#[cfg(test)]
mod tests {
    use super::*;
    use gridwell_bridge::exports;
    use gridwell_bridge::{ExportSignature, HostCalls, HostCallsExt, PluginModule};
    use gridwell_core::{Rect, TypedArg};
    use gridwell_paint::{PaintCommand, RecordingBackend};

    /// Paints its name; optionally tries to sub-render another plugin.
    struct Label {
        name: &'static str,
        nested: Option<&'static str>,
    }

    impl PluginModule for Label {
        fn identity(&self) -> &str {
            self.name
        }

        fn exports(&self) -> Vec<ExportSignature> {
            exports::standard()
        }

        fn call(
            &mut self,
            host: &mut dyn HostCalls,
            function: &str,
            _args: Vec<TypedArg>,
        ) -> CallResult<Option<TypedArg>> {
            if function != exports::RENDER {
                return Ok(None);
            }
            host.paint_text(Rect::new(0.0, 0.0, 5.0, 1.0), self.name, 0xffffffff, 12.0, 0)?;
            if let Some(other) = self.nested {
                let ok = host.sub_render(other)?;
                host.log(1, &format!("nested {other}: {ok}"))?;
            }
            Ok(Some(TypedArg::Int64(0)))
        }
    }

    fn settings(plugins: &[&str]) -> Settings {
        Settings {
            plugins: plugins.iter().map(|s| s.to_string()).collect(),
            ..Settings::default()
        }
    }

    fn texts(backend: &RecordingBackend) -> Vec<String> {
        backend
            .last_frame()
            .map(|f| {
                f.layers
                    .iter()
                    .flat_map(|l| l.commands.iter())
                    .filter_map(|c| match c {
                        PaintCommand::Text { text, .. } => Some(text.clone()),
                        _ => None,
                    })
                    .collect()
            })
            .unwrap_or_default()
    }

    #[test]
    fn test_missing_base_plugin_is_fatal() {
        let dir = tempfile::tempdir().unwrap();
        let s = Settings {
            base_plugin: "shell".into(),
            ..Settings::default()
        };
        let err = Host::new(s, DataDir::new(dir.path()), &ModuleRegistry::new());
        assert!(matches!(err, Err(HostError::MissingBasePlugin(name)) if name == "shell"));
    }

    #[test]
    fn test_tick_renders_base_and_children() {
        let dir = tempfile::tempdir().unwrap();
        let s = settings(&["clock", "remote_only"]);
        let mut modules = builtin_modules(&s);
        modules.register("clock", || {
            Box::new(Label {
                name: "clock",
                nested: None,
            })
        });

        let mut host = Host::new(s, DataDir::new(dir.path()), &modules).unwrap();
        let mut backend = RecordingBackend::new(4);
        host.tick(&mut backend);

        assert_eq!(host.ticks(), 1);
        assert_eq!(
            texts(&backend),
            vec!["status.title", "clock", "remote_only: status.offline"]
        );
        assert!(host.state().log.is_empty(), "{:?}", host.state().log.last());
        assert!(host.listener_addr().is_none());
    }

    #[test]
    fn test_sub_render_refuses_recursion() {
        let dir = tempfile::tempdir().unwrap();
        let s = settings(&["echo"]);
        let mut modules = builtin_modules(&s);
        modules.register("echo", || {
            Box::new(Label {
                name: "echo",
                nested: Some("echo"),
            })
        });

        let mut host = Host::new(s, DataDir::new(dir.path()), &modules).unwrap();
        host.tick(&mut RecordingBackend::new(1));

        let entries: Vec<_> = host.state().log.entries().collect();
        assert!(entries
            .iter()
            .any(|e| e.level == LogLevel::Warn && e.message.contains("already rendering")));
        assert!(entries.iter().any(|e| e.message == "nested echo: false"));
        // The plugin itself is back in its slot.
        assert!(host.plugins().get("echo").is_some());
    }

    #[test]
    fn test_state_survives_restart() {
        let dir = tempfile::tempdir().unwrap();
        let data = DataDir::new(dir.path());
        let s = settings(&[]);
        let modules = builtin_modules(&s);

        let mut host = Host::new(s.clone(), data.clone(), &modules).unwrap();
        let mut backend = RecordingBackend::new(1);
        host.tick(&mut backend);
        host.tick(&mut backend);
        host.shutdown().unwrap();

        assert!(data.layout_path().exists());
        assert_eq!(data.load_plugin_state(STATUS_PLUGIN).unwrap(), br#"{"renders":2}"#);

        let mut host = Host::new(s, data.clone(), &modules).unwrap();
        host.tick(&mut backend);
        host.shutdown().unwrap();
        assert_eq!(data.load_plugin_state(STATUS_PLUGIN).unwrap(), br#"{"renders":3}"#);
    }

    #[test]
    fn test_damaged_files_do_not_stop_startup() {
        let dir = tempfile::tempdir().unwrap();
        let data = DataDir::new(dir.path());
        std::fs::write(data.layout_path(), "{").unwrap();
        let state_path = data.plugin_state_path(STATUS_PLUGIN);
        std::fs::create_dir_all(state_path.parent().unwrap()).unwrap();
        std::fs::write(&state_path, "not json").unwrap();
        let i18n = data.translations_path("en");
        std::fs::create_dir_all(i18n.parent().unwrap()).unwrap();
        std::fs::write(&i18n, "[1, 2").unwrap();

        let s = settings(&[]);
        let mut host = Host::new(s.clone(), data.clone(), &builtin_modules(&s)).unwrap();
        let mut backend = RecordingBackend::new(1);
        host.tick(&mut backend);
        assert_eq!(texts(&backend), vec!["status.title"]);
        host.shutdown().unwrap();

        assert!(data.load_layout().is_ok());
        assert_eq!(data.load_plugin_state(STATUS_PLUGIN).unwrap(), br#"{"renders":1}"#);
    }

    #[test]
    fn test_save_failure_still_writes_the_rest() {
        let dir = tempfile::tempdir().unwrap();
        let data = DataDir::new(dir.path());
        // A plain file where the plugin state directory belongs.
        std::fs::write(dir.path().join("plugins"), "").unwrap();

        let s = settings(&[]);
        let mut host = Host::new(s.clone(), data.clone(), &builtin_modules(&s)).unwrap();
        host.tick(&mut RecordingBackend::new(1));
        assert!(matches!(host.save(), Err(HostError::Io { .. })));
        assert!(data.layout_path().exists());
        host.shutdown().unwrap_err();
    }

    #[test]
    fn test_listener_binds_when_configured() {
        let dir = tempfile::tempdir().unwrap();
        let s = Settings {
            listen: Some("127.0.0.1:0".into()),
            ..Settings::default()
        };
        let host = Host::new(s.clone(), DataDir::new(dir.path()), &builtin_modules(&s)).unwrap();
        let addr = host.listener_addr().unwrap();
        assert_ne!(addr.port(), 0);
        assert!(host.connections().is_empty());
        host.shutdown().unwrap();
    }
}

**Instructions to follow**
Scan the material above for the string "collect". Copy each line that holds it.

**Response area**
            plugins: plugins.iter().map(|s| s.to_string()).collect(),
                    .collect()
        let entries: Vec<_> = host.state().log.entries().collect();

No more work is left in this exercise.